[Data shown]:
########################################

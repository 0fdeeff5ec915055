//! Checkout/return pool of reusable heap instances.
//!
//! Taking from the pool pops an instance that was returned before, or allocates a
//! fresh default one if none are waiting. Instances are moved out while checked out,
//! so the pool can never hand the same one to two callers.

use tracing::trace;

/// Pool of boxed, reusable instances of `T`.
///
/// Returned instances are not cleared by the pool; callers reset them on checkout.
#[derive(Debug)]
pub struct ResourcePool<T> {
    available: Vec<Box<T>>,
    allocated_count: usize,
}

impl<T: Default> ResourcePool<T> {
    /// Creates an empty pool.
    pub fn new() -> Self {
        Self {
            available: Vec::new(),
            allocated_count: 0,
        }
    }

    /// Creates a pool preloaded with `count` instances.
    pub fn with_preallocated(count: usize) -> Self {
        let mut pool = Self {
            available: Vec::with_capacity(count),
            allocated_count: 0,
        };
        pool.reserve(count);
        pool
    }

    /// Ensures at least `count` instances are waiting in the pool.
    pub fn reserve(&mut self, count: usize) {
        while self.available.len() < count {
            self.available.push(Box::default());
            self.allocated_count += 1;
        }
    }

    /// Takes an instance from the pool.
    ///
    /// Returns a previously returned instance if available, otherwise allocates a new one.
    #[inline(always)]
    pub fn take(&mut self) -> Box<T> {
        match self.available.pop() {
            Some(resource) => resource,
            None => {
                self.allocated_count += 1;
                trace!(
                    allocated = self.allocated_count,
                    "resource pool empty, allocating new instance"
                );
                Box::default()
            }
        }
    }

    /// Returns an instance to the pool for reuse.
    #[inline(always)]
    pub fn give_back(&mut self, resource: Box<T>) {
        self.available.push(resource);
    }

    /// Drops every waiting instance. Checked-out instances are unaffected and may still be returned.
    ///
    /// Instances returned here may have been taken from another pool, so the count never drops below zero.
    pub fn clear(&mut self) {
        self.allocated_count = self.allocated_count.saturating_sub(self.available.len());
        self.available.clear();
    }

    /// Gets the number of returned instances waiting in the pool.
    #[inline(always)]
    pub fn available_count(&self) -> usize {
        self.available.len()
    }

    /// Gets the number of instances currently outstanding or waiting that this pool created.
    #[inline(always)]
    pub fn allocated_count(&self) -> usize {
        self.allocated_count
    }
}

impl<T: Default> Default for ResourcePool<T> {
    fn default() -> Self {
        Self::new()
    }
}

########################################

[Work instructions]: Restate word for word the entries above from the line with "pub fn give_back(&mut" through the line with "pub fn clear(&mut", inclusive, leaving out everything else.

[Exercise result]:
    pub fn give_back(&mut self, resource: Box<T>) {
        self.available.push(resource);
    }

    /// Drops every waiting instance. Checked-out instances are unaffected and may still be returned.
    ///
    /// Instances returned here may have been taken from another pool, so the count never drops below zero.
    pub fn clear(&mut self) {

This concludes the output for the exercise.